SteelSeries 6Gv2 Keyboard Review
Published: 14th June 2011 | Source: SteelSeries | Price: £70 |
So now we've established what the visual differences are between the 6Gv2 and the 7G, what are the differences in the typing experience?
None. Absolutely zero. Nil. Nothing whatsoever.
We've spent plenty of time behind the SteelSeries 7G and it is as crisp and glorious to type on as it was the first day we had it. The 6Gv2 felt exactly the same the moment we took it out of the box and got typing.
Every key is weighted the same and the quality of the Cherry Black MX switches is emphasised by the consistent actuation pressure needed across the whole layout. This also is a cute segue into the main selling point of the 6Gv2, namely its 50 million keystroke durability.
Going back to our first page we mentioned the importance of a mechanical keyboard in giving a quality typing experience. There are many ways that manufacturers go about the whole business of transferring a key press into a letter appearing on your screen. The cheaper varieties rely upon a rubber membrane which, as rubber isn't the longest lasting product in the world, very quickly starts to degrade so you end up with the very undesirable situation in which some keys require much larger pressure to activate, assuming they still work at all.

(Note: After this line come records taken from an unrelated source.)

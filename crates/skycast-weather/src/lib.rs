//! Weather service for SkyCast
//!
//! Resolves where to forecast for (preferred city or device location),
//! fetches forecasts and place candidates from weatherapi.com, and persists
//! the preferred city and display preferences locally.

pub mod client;
pub mod debounce;
pub mod error;
pub mod location;
pub mod pipeline;
pub mod preferences;
pub mod store;
pub mod types;

pub use client::{ForecastClient, ForecastClientConfig, ForecastSource};
pub use debounce::Debouncer;
pub use error::{FetchCause, WeatherError, WeatherResult};
pub use location::{ConfiguredPosition, LocationResolver, Permission, PositionService};
pub use pipeline::{ForecastPipeline, ForecastState, PipelineSettings};
pub use preferences::Preferences;
pub use store::{KeyValueBackend, KeyValueStore, SqliteKeyValueStore, CITY_KEY};
pub use types::*;
use std::sync::Arc;
use std::time::Duration;

use anyhow::Result;
use skycast_core::{App, AppError, Config};
use skycast_weather::{
    ConfiguredPosition, Coordinate, ForecastClient, ForecastClientConfig, ForecastPipeline,
    ForecastResult, KeyValueStore, LocationResolver, PipelineSettings, Preferences,
};

fn build_pipeline(config: &Config, store: KeyValueStore) -> Result<ForecastPipeline> {
    let client = ForecastClient::new(ForecastClientConfig {
        api_key: config.weather.api_key.clone(),
        base_url: config.weather.base_url.clone(),
    })?;

    let fix = config
        .location
        .fixed_position()
        .map(|(lat, lon)| Coordinate::new(lat, lon));
    let position = ConfiguredPosition::new(config.location.permission_granted, fix);

    Ok(ForecastPipeline::new(
        store,
        LocationResolver::new(Arc::new(position)),
        Arc::new(client),
        PipelineSettings {
            forecast_days: config.weather.forecast_days,
            search_debounce: Duration::from_millis(config.weather.search_debounce_ms),
        },
    ))
}

fn print_forecast(forecast: &ForecastResult, prefs: &Preferences) {
    let place = match (forecast.location_name(), forecast.country()) {
        (Some(name), Some(country)) => format!("{}, {}", name, country),
        (Some(name), None) => name.to_string(),
        _ => "Unknown location".to_string(),
    };
    println!("{}", place);

    let reading = |r: Option<skycast_weather::Reading>| {
        r.map(|r| r.to_string()).unwrap_or_else(|| "-".to_string())
    };

    println!(
        "  {}  {}",
        reading(forecast.temperature(prefs.temperature_unit)),
        forecast.condition_text().unwrap_or("-")
    );
    println!(
        "  wind {}  pressure {}  humidity {}",
        reading(forecast.wind_speed(prefs.speed_unit)),
        reading(forecast.pressure(prefs.pressure_unit)),
        forecast
            .humidity()
            .map(|h| format!("{}%", h))
            .unwrap_or_else(|| "-".to_string())
    );

    for day in forecast.days() {
        println!(
            "  {:<10} {:>6}  {}",
            day.weekday().unwrap_or_default(),
            reading(day.avg_temperature(prefs.temperature_unit)),
            day.condition_text.as_deref().unwrap_or("-")
        );
    }
}

#[tokio::main]
async fn main() -> Result<()> {
    skycast_core::init()?;

    let mut app = match App::new() {
        Ok(app) => app,
        Err(e) => {
            eprintln!("{}", e.user_message());
            return Err(e.into());
        }
    };
    app.initialize()?;

    let config = app.shared_config();
    let store = KeyValueStore::open(config.storage.database_path()).map_err(AppError::service)?;
    let prefs = Preferences::load(&store).await.unwrap_or_else(|e| {
        tracing::warn!("Using default preferences: {}", e);
        Preferences::default()
    });

    let pipeline = build_pipeline(&config, store)?;

    tracing::info!("SkyCast started");

    match pipeline.cold_start().await {
        Ok(()) => {
            if let Some(forecast) = pipeline.state().forecast() {
                print_forecast(forecast, &prefs);
            }
        }
        // Already logged by the pipeline; the degraded state shows nothing
        Err(e) => {
            tracing::debug!("Cold start ended without a forecast: {}", e.user_message());
            eprintln!("{}", AppError::service(e).user_message());
        }
    }

    app.shutdown()?;

    Ok(())
}
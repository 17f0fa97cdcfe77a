use std::sync::Arc;

use crate::error::{AppError, ConfigError};
use crate::Config;

/// Application state and lifecycle manager
pub struct App {
    config: Arc<Config>,
}

impl App {
    /// Create a new application instance from the default config file
    pub fn new() -> Result<Self, AppError> {
        let config = Config::load().map_err(|e| ConfigError::ParseError(format!("{:#}", e)))?;
        Self::with_config(config)
    }

    /// Create an application instance from an already loaded config.
    ///
    /// Validation errors are fatal; warnings are logged.
    pub fn with_config(config: Config) -> Result<Self, AppError> {
        let validation = config.validate();

        if !validation.is_valid() {
            return Err(ConfigError::Invalid(validation.error_summary()).into());
        }

        for warning in &validation.warnings {
            tracing::warn!("Config warning: {}", warning);
        }

        Ok(Self {
            config: Arc::new(config),
        })
    }

    /// Ensure the data directory exists
    pub fn initialize(&mut self) -> Result<(), AppError> {
        tracing::info!(
            "Initializing application (data dir: {})",
            self.config.storage.data_dir.display()
        );

        std::fs::create_dir_all(&self.config.storage.data_dir)?;

        tracing::info!("Application initialized successfully");
        Ok(())
    }

    /// Shutdown the application
    pub fn shutdown(&mut self) -> Result<(), AppError> {
        tracing::info!("Shutting down application");
        Ok(())
    }

    /// Shared handle to the application config
    pub fn shared_config(&self) -> Arc<Config> {
        self.config.clone()
    }
}

#[cfg(test)]
mod tests {
    use super::*;

    #[test]
    fn test_with_config_rejects_invalid() {
        let mut config = Config::default();
        config.weather.forecast_days = 0;

        let result = App::with_config(config);
        assert!(matches!(result, Err(AppError::Config(ConfigError::Invalid(_)))));
    }

    #[test]
    fn test_initialize_creates_data_dir() {
        let dir = tempfile::tempdir().unwrap();
        let mut config = Config::default();
        config.storage.data_dir = dir.path().join("data");

        let mut app = App::with_config(config).unwrap();
        app.initialize().unwrap();

        assert!(dir.path().join("data").is_dir());
        assert!(app.shutdown().is_ok());
    }
}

Mechanical keyboards such as the 6Gv2 get around this as every key has its own switch, and in the SteelSeries they are made by Cherry who are famous for the quality of their switches. Now the differences between the types of switch are in the pressure needed to get a key press recognised otherwise known as the actuation weight, whether you get an audible click upon each key press, and if there is a noticeable bump beneath your finger when the key is depressed.
The Cherry Black MX used in the 6Gv2 are referred to as 'non tactile, non click'. Which is to say that the key doesn't make a noise when you press it, and feels the same at the start of the key stroke as it does at the end. Whilst it would be easy to assume that by virtue of the amount of travel available, it will be slower and more strenuous to type upon this style rather than the flatter, scissor switch laptop keyboard style. This absolutely isn't the case as you'll obtain a successful key press about halfway down. So the combination of the excellent gold plated switches, and standard key layout, actually means you quickly end up typing faster, and with more accuracy than you'd expect.

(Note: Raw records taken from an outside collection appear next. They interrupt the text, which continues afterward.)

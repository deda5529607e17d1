use futures::future::join_all;
use std::sync::Arc;
use tracing::{debug, trace, warn};

use crate::{
	network::{Connectedness, Host, PeerInfo},
	types::PeerAddress,
};

/// Connects to well-known peers to gain entry into the network.
pub struct BootstrapConnector<H> {
	host: Arc<H>,
	bootstraps: Vec<PeerAddress>,
}

impl<H: Host + Send + Sync> BootstrapConnector<H> {
	pub fn new(host: Arc<H>, bootstraps: Vec<PeerAddress>) -> Self {
		Self { host, bootstraps }
	}

	pub fn bootstraps(&self) -> &[PeerAddress] {
		&self.bootstraps
	}

	/// Dials all bootstrap peers concurrently and waits for every attempt to finish.
	///
	/// Failures are logged and never returned. Returns the number of newly established connections.
	pub async fn connect(&self) -> usize {
		let attempts = self
			.bootstraps
			.iter()
			.filter_map(|address| match address.peer_info() {
				Ok(peer) => Some(peer),
				Err(error) => {
					warn!("Skipping bootstrap peer: {error}");
					None
				},
			})
			.map(|peer| self.connect_peer(peer));

		let connected = join_all(attempts)
			.await
			.into_iter()
			.filter(|connected| *connected)
			.count();
		debug!(connected, "Bootstrap peers dialed");
		connected
	}

	async fn connect_peer(&self, peer: PeerInfo) -> bool {
		let peer_id = peer.peer_id;
		if self.host.connectedness(peer_id).await == Connectedness::Connected {
			trace!(%peer_id, "Bootstrap peer already connected");
			return false;
		}

		match self.host.connect(peer).await {
			Ok(()) => {
				debug!(%peer_id, "Connection established with bootstrap node");
				true
			},
			Err(error) => {
				debug!("{error}");
				false
			},
		}
	}
}
use color_eyre::{eyre::eyre, Result};
use futures::StreamExt;
use libp2p::{
	core::Endpoint,
	identify::{self, Info},
	kad::{self, AddProviderOk, BootstrapOk, GetProvidersOk, QueryId, QueryResult},
	multiaddr::Protocol,
	ping,
	swarm::{ConnectionId, DialError, NetworkBehaviour, SwarmEvent},
	Multiaddr, PeerId, Swarm,
};
use std::collections::{HashMap, HashSet};
use tokio::sync::{mpsc::UnboundedReceiver, oneshot};
use tracing::{debug, info, trace, warn};

use super::{Behaviour, BehaviourEvent, Command, QueryChannel};
use crate::{network::PeerInfo, shutdown::Controller};

pub struct EventLoop {
	pub swarm: Swarm<Behaviour>,
	command_receiver: UnboundedReceiver<Command>,
	// Tracking Kademlia events
	pub pending_kad_queries: HashMap<QueryId, QueryChannel>,
	// Tracking swarm events (i.e. peer dialing), several callers may wait on the same dial
	pub pending_swarm_events: HashMap<PeerId, Vec<oneshot::Sender<Result<()>>>>,
	// Addresses of connected peers and of routing table peers, learned from Kademlia and identify
	address_book: HashMap<PeerId, HashSet<Multiaddr>>,
	shutdown: Controller<String>,
}

impl EventLoop {
	pub(crate) fn new(
		swarm: Swarm<Behaviour>,
		command_receiver: UnboundedReceiver<Command>,
		shutdown: Controller<String>,
	) -> Self {
		Self {
			swarm,
			command_receiver,
			pending_kad_queries: Default::default(),
			pending_swarm_events: Default::default(),
			address_book: Default::default(),
			shutdown,
		}
	}

	pub async fn run(mut self) {
		// shutdown will wait as long as this token is not dropped
		let Ok(_delay_token) = self.shutdown.delay_token() else {
			warn!("Shutdown already completed, network event loop not started");
			return;
		};

		loop {
			tokio::select! {
				event = self.swarm.next() => match event {
					Some(event) => self.handle_event(event),
					None => {
						warn!("Swarm stream ended, exiting the network event loop");
						break;
					},
				},
				command = self.command_receiver.recv() => match command {
					Some(command) => {
						if let Err(error) = command(&mut self) {
							debug!("Network command failed: {error:#}");
						}
					},
					None => {
						warn!("Command channel closed, exiting the network event loop");
						break;
					},
				},
				// if the shutdown was triggered,
				// break the loop immediately, proceed to the cleanup phase
				_ = self.shutdown.triggered_shutdown() => {
					info!("Shutdown triggered, exiting the network event loop");
					break;
				}
			}
		}
		self.disconnect_peers();
	}

	fn disconnect_peers(&mut self) {
		let connected_peers: Vec<PeerId> = self.swarm.connected_peers().cloned().collect();
		// close all active connections with other peers
		for peer in connected_peers {
			_ = self.swarm.disconnect_peer_id(peer);
		}
	}

	fn remember_addresses(
		&mut self,
		peer_id: PeerId,
		addresses: impl IntoIterator<Item = Multiaddr>,
	) {
		self.address_book
			.entry(peer_id)
			.or_default()
			.extend(addresses);
	}

	/// Drops the addresses of a peer that is neither connected nor in the routing table.
	fn forget_if_unreachable(&mut self, peer_id: PeerId) {
		if self.swarm.is_connected(&peer_id) || in_routing_table(&mut self.swarm, &peer_id) {
			return;
		}
		if self.address_book.remove(&peer_id).is_some() {
			trace!("Removed {peer_id} from the address book");
		}
	}

	fn send_providers(&mut self, id: QueryId, providers: HashSet<PeerId>) {
		let Some(QueryChannel::GetProviders { sender, seen }) =
			self.pending_kad_queries.get_mut(&id)
		else {
			return;
		};

		let mut receiver_dropped = sender.is_closed();
		for peer_id in providers {
			if receiver_dropped || !seen.insert(peer_id) {
				continue;
			}
			let addresses = known_addresses(&mut self.swarm, &self.address_book, &peer_id);
			trace!("Found provider {peer_id} with addresses {addresses:?}");
			receiver_dropped = sender.send(PeerInfo { peer_id, addresses }).is_err();
		}

		if receiver_dropped {
			trace!("Provider stream dropped, finishing query {id:?}");
			self.finish_query(id);
		}
	}

	fn finish_query(&mut self, id: QueryId) {
		self.pending_kad_queries.remove(&id);
		if let Some(mut query) = self.swarm.behaviour_mut().kademlia.query_mut(&id) {
			query.finish();
		}
	}

	fn resolve_dial(&mut self, peer_id: &PeerId, result: impl Fn() -> Result<()>) {
		for sender in self.pending_swarm_events.remove(peer_id).unwrap_or_default() {
			_ = sender.send(result());
		}
	}

	#[tracing::instrument(level = "trace", skip(self))]
	fn handle_event(&mut self, event: SwarmEvent<BehaviourEvent>) {
		match event {
			SwarmEvent::Behaviour(BehaviourEvent::Kademlia(event)) => match event {
				kad::Event::RoutingUpdated {
					peer,
					is_new_peer,
					addresses,
					old_peer,
					..
				} => {
					trace!("Routing updated. Peer: {peer:?}. is_new_peer: {is_new_peer:?}. Addresses: {addresses:?}");
					self.remember_addresses(peer, addresses.into_vec());
					if let Some(evicted) = old_peer {
						trace!("Peer {evicted} evicted from the routing table");
						self.forget_if_unreachable(evicted);
					}
				},
				kad::Event::UnroutablePeer { peer } => {
					trace!("Unroutable peer: {peer}");
				},
				kad::Event::OutboundQueryProgressed {
					id, result, step, ..
				} => {
					match result {
						QueryResult::GetProviders(Ok(GetProvidersOk::FoundProviders {
							providers,
							..
						})) => self.send_providers(id, providers),
						QueryResult::GetProviders(Ok(
							GetProvidersOk::FinishedWithNoAdditionalRecord { .. },
						)) => {
							trace!("Providers query {id:?} finished");
						},
						QueryResult::GetProviders(Err(error)) => {
							debug!("Providers query {id:?} failed: {error}");
						},
						QueryResult::StartProviding(Ok(AddProviderOk { key })) => {
							debug!("Provider record published for key {key:?}");
						},
						QueryResult::StartProviding(Err(error)) => {
							debug!("Publishing provider record failed: {error}");
						},
						QueryResult::Bootstrap(Ok(BootstrapOk {
							peer,
							num_remaining,
						})) => {
							debug!("BootstrapOK event. PeerID: {peer:?}. Num remaining: {num_remaining:?}.");
							if num_remaining == 0 {
								info!("Bootstrap completed.");
							}
						},
						QueryResult::Bootstrap(Err(error)) => {
							debug!("Bootstrap error event. Error: {error:?}.");
						},
						_ => {},
					}

					// the result channel is dropped with the entry, which ends the provider stream
					if step.last {
						self.pending_kad_queries.remove(&id);
					}
				},
				kad::Event::ModeChanged { new_mode } => {
					debug!("Kademlia mode changed: {new_mode:?}");
				},
				_ => {},
			},
			SwarmEvent::Behaviour(BehaviourEvent::Identify(event)) => match event {
				identify::Event::Received {
					peer_id,
					info:
						Info {
							listen_addrs,
							protocols,
							agent_version,
							..
						},
					..
				} => {
					trace!("Identity Received from: {peer_id:?} ({agent_version}) on listen address: {listen_addrs:?}");
					let addresses: Vec<Multiaddr> = listen_addrs
						.into_iter()
						// Filter out the loopback addresses
						.filter(|addr| !is_localhost(addr))
						.collect();

					let kad = &mut self.swarm.behaviour_mut().kademlia;
					let speaks_kad = kad
						.protocol_names()
						.first()
						.is_some_and(|protocol| protocols.contains(protocol));
					if speaks_kad {
						for address in &addresses {
							trace!("Adding peer {peer_id} to routing table.");
							kad.add_address(&peer_id, address.clone());
						}
					}
					self.remember_addresses(peer_id, addresses);
				},
				identify::Event::Error { peer_id, error, .. } => {
					trace!("Identify Error event. PeerId: {peer_id:?}. Error: {error:?}");
				},
				_ => {},
			},
			SwarmEvent::Behaviour(BehaviourEvent::Ping(ping::Event { peer, result, .. })) => {
				if let Ok(rtt) = result {
					trace!("Ping to {peer} took {rtt:?}");
				}
			},
			SwarmEvent::NewListenAddr { address, .. } => {
				info!("Local node is listening on {address}");
			},
			SwarmEvent::NewExternalAddrOfPeer { peer_id, address } => {
				self.remember_addresses(peer_id, [address]);
			},
			SwarmEvent::ConnectionEstablished {
				peer_id, endpoint, ..
			} => {
				trace!(
					"Connection established. PeerID: {peer_id}. Address: {:?}",
					endpoint.get_remote_address()
				);
				// Notify the connections we're waiting on that we've connected successfully
				self.resolve_dial(&peer_id, || Ok(()));
			},
			SwarmEvent::ConnectionClosed {
				peer_id,
				num_established,
				cause,
				..
			} => {
				trace!("Connection closed. PeerID: {peer_id:?}. Num established: {num_established:?}. Cause: {cause:?}");
				if num_established == 0 {
					self.forget_if_unreachable(peer_id);
				}
			},
			SwarmEvent::OutgoingConnectionError {
				peer_id: Some(peer_id),
				error,
				..
			} => {
				if let DialError::WrongPeerId { .. } = &error {
					if self
						.swarm
						.behaviour_mut()
						.kademlia
						.remove_peer(&peer_id)
						.is_some()
					{
						debug!("Removed peer {peer_id} from the routing table. Cause: {error}");
					}
				}
				// Notify the connections we're waiting on an error has occurred
				let reason = error.to_string();
				self.resolve_dial(&peer_id, || Err(eyre!("{reason}")));
			},
			SwarmEvent::Dialing {
				peer_id: Some(peer),
				connection_id,
			} => {
				trace!("Dialing: {}, on connection: {}", peer, connection_id);
			},
			_ => {},
		}
	}
}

Of course speed is useless if you have a keyboard that suffers from ghosting. Thankfully the SteelSeries 6Gv2 has such fearsome anti-ghosting technology that you cannot get it to miss a key press.
If you don't think your keyboard has ghosting either and so this is a pointless feature, hold down both shift keys and then type the alphabet. Go on, I'll wait. Exactly. Anti-ghosting technology is a seriously important thing.

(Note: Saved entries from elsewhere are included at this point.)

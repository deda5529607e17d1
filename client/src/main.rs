//! Peer Rendezvous node: joins the DHT and keeps meeting peers that share the rendezvous key.

use crate::{cli::CliOpts, config::load_runtime_config};
use clap::Parser;
use color_eyre::{
	eyre::{eyre, WrapErr},
	Result,
};
use config::RuntimeConfig;
use peer_rendezvous_core::{
	discovery::Session,
	network::p2p,
	shutdown::Controller,
	utils::{default_subscriber, install_panic_hooks, json_subscriber, spawn_in_span},
};
use std::sync::Arc;
use tracing::{error, info, span, Level};

mod cli;
mod config;

async fn run(cfg: RuntimeConfig, shutdown: Controller<String>) -> Result<()> {
	let version = clap::crate_version!();
	info!("Running Peer Rendezvous version: {version}.");
	info!("Using config: {cfg:?}");

	let (id_keys, peer_id) = p2p::identity(&cfg.libp2p)?;
	let (p2p_client, p2p_event_loop) = p2p::init(cfg.libp2p.clone(), id_keys, shutdown.clone())
		.wrap_err("Unable to initialize P2P network")?;

	spawn_in_span(p2p_event_loop.run());

	p2p_client
		.start_listening(vec![cfg.libp2p.tcp_multiaddress()])
		.await
		.wrap_err("Listening on TCP not to fail.")?;
	info!("TCP listener started on port {}.", cfg.libp2p.port);

	let session = Session::new(cfg.discovery.clone()).wrap_err("Invalid discovery configuration")?;
	info!(%peer_id, rotating = session.is_rotating(), "Starting discovery session");

	let host = Arc::new(p2p_client.clone());
	session
		.start(host, || async move { Ok(p2p_client) }, shutdown.clone())
		.await
		.wrap_err("Discovery session failed to start")?;

	Ok(())
}

#[tokio::main]
pub async fn main() -> Result<()> {
	let shutdown = Controller::new();
	let opts = CliOpts::parse();
	let cfg = load_runtime_config(&opts)?;

	if cfg.log_format_json {
		tracing::subscriber::set_global_default(json_subscriber(cfg.log_level))?;
	} else {
		tracing::subscriber::set_global_default(default_subscriber(cfg.log_level))?;
	};

	// install custom panic hooks
	install_panic_hooks(shutdown.clone())?;

	let span = span!(Level::INFO, "run", port = cfg.libp2p.port);
	// Do not enter span if logs format is not JSON
	let _enter = if cfg.log_format_json {
		Some(span.enter())
	} else {
		None
	};

	// spawn a task to watch for ctrl-c signals from user to trigger the shutdown
	let user_signal_shutdown = shutdown.clone();
	spawn_in_span(async move {
		user_signal_shutdown
			.on_user_signal("User signaled shutdown".to_string())
			.await
	});

	if let Err(error) = run(cfg, shutdown.clone()).await {
		error!("{error:#}");
		return Err(error.wrap_err("Starting Peer Rendezvous failed"));
	};

	let reason = shutdown.completed_shutdown().await;

	// we are not logging error here since expectation is
	// to log terminating condition before sending message to this channel
	Err(eyre!(reason).wrap_err("Running Peer Rendezvous encountered an error"))
}
//! Peer discovery over a Kademlia DHT using shared, optionally rotating, rendezvous keys.

pub mod discovery;
pub mod error;
pub mod network;
pub mod shutdown;
pub mod types;
pub mod utils;
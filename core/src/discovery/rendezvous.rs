//! Shared rendezvous keys, either fixed or rotating with a time-based one-time password.
use data_encoding::{Encoding, BASE32_NOPAD};
use hmac::{Hmac, Mac};
use sha1::Sha1;
use std::{
	sync::{Mutex, PoisonError},
	time::{Duration, SystemTime, UNIX_EPOCH},
};
use tracing::trace;

use crate::error::{DiscoveryError, Result};

pub const DEFAULT_DIGITS: u32 = 12;
/// Codes are 31-bit values, longer keys are only zero padded
pub const MAX_DIGITS: u32 = 32;

/// RFC 6238 time-based one-time password generator (HMAC-SHA1, no validation window).
#[derive(Clone)]
pub struct Totp {
	mac: Hmac<Sha1>,
	digits: u32,
	interval: u64,
}

impl Totp {
	/// Secret is decoded as base32 (any case, padding optional), or used as raw bytes if not valid base32.
	pub fn new(secret: &str, digits: u32, interval: Duration) -> Result<Self> {
		let interval = interval.as_secs();
		if interval == 0 {
			return Err(DiscoveryError::config("OTP interval must be at least one second"));
		}

		let key = decode_secret(secret)?;
		let mac = Hmac::<Sha1>::new_from_slice(&key)
			.map_err(|error| DiscoveryError::config(error.to_string()))?;
		let digits = if digits == 0 { DEFAULT_DIGITS } else { digits };
		if digits > MAX_DIGITS {
			return Err(DiscoveryError::config(format!(
				"OTP digits must be at most {MAX_DIGITS}, got {digits}"
			)));
		}
		Ok(Self {
			mac,
			digits,
			interval,
		})
	}

	pub fn at(&self, unix_seconds: u64) -> String {
		let counter = unix_seconds / self.interval;
		let mut mac = self.mac.clone();
		mac.update(&counter.to_be_bytes());
		let digest = mac.finalize().into_bytes();

		// dynamic truncation
		let offset = usize::from(digest[digest.len() - 1] & 0x0f);
		let code = u32::from_be_bytes([
			digest[offset] & 0x7f,
			digest[offset + 1],
			digest[offset + 2],
			digest[offset + 3],
		]);
		let code = match 10u64.checked_pow(self.digits) {
			Some(modulus) => u64::from(code) % modulus,
			None => u64::from(code),
		};
		format!("{code:0width$}", width = self.digits as usize)
	}
}

fn decode_secret(secret: &str) -> Result<Vec<u8>> {
	let mut specification = BASE32_NOPAD.specification();
	specification.check_trailing_bits = false;
	let lenient: Encoding = specification
		.encoding()
		.map_err(|error| DiscoveryError::config(error.to_string()))?;

	let normalized = secret.trim_end_matches('=').to_ascii_uppercase();
	Ok(lenient
		.decode(normalized.as_bytes())
		.unwrap_or_else(|_| secret.as_bytes().to_vec()))
}

pub enum RendezvousMode {
	Rotating(Totp),
	Static(String),
}

/// Produces the rendezvous key peers meet under, remembering the last rotating value.
pub struct RendezvousGenerator {
	mode: RendezvousMode,
	last: Mutex<Option<String>>,
}

impl RendezvousGenerator {
	pub fn new(mode: RendezvousMode) -> Self {
		Self {
			mode,
			last: Mutex::new(None),
		}
	}

	pub fn is_rotating(&self) -> bool {
		matches!(self.mode, RendezvousMode::Rotating(_))
	}

	pub fn current(&self) -> String {
		let now = SystemTime::now()
			.duration_since(UNIX_EPOCH)
			.map(|elapsed| elapsed.as_secs())
			.unwrap_or_default();
		self.current_at(now)
	}

	pub fn current_at(&self, unix_seconds: u64) -> String {
		match &self.mode {
			RendezvousMode::Static(rendezvous) => rendezvous.clone(),
			RendezvousMode::Rotating(totp) => {
				let rendezvous = totp.at(unix_seconds);
				trace!(%rendezvous, "Generated rotating rendezvous");
				*self.last.lock().unwrap_or_else(PoisonError::into_inner) =
					Some(rendezvous.clone());
				rendezvous
			},
		}
	}

	/// Last value generated in rotating mode, never set in static mode.
	pub fn previous(&self) -> Option<String> {
		self.last
			.lock()
			.unwrap_or_else(PoisonError::into_inner)
			.clone()
	}
}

If there are a couple of little niggles, and they are little, it's that you'll need to invest in a wrist rest if you plan on doing any serious typing and that at just under £70 it's still quite expensive if you look at a glance. However this will last for 10 times the length of time of any standard keyboard, and when compared to most other Cherry equipped typing behemoths (Das Keyboard, the 7G etc) it's actually cheap.
So all in all we have a keyboard that is every bit as good as any keyboard available today, including its bigger brother the 7G. It's a keyboard distilled to its purest essence, and that's delivering a flawless typing experience under any circumstances. Sure it's not the prettiest girl at the dance, but she can mambo with the best. In the event of a nuclear explosion the only things left will be cockroaches, and the SteelSeries 6Gv2. Highly recommended if you've got even the slightest desire to give your fingertips the reward they deserve.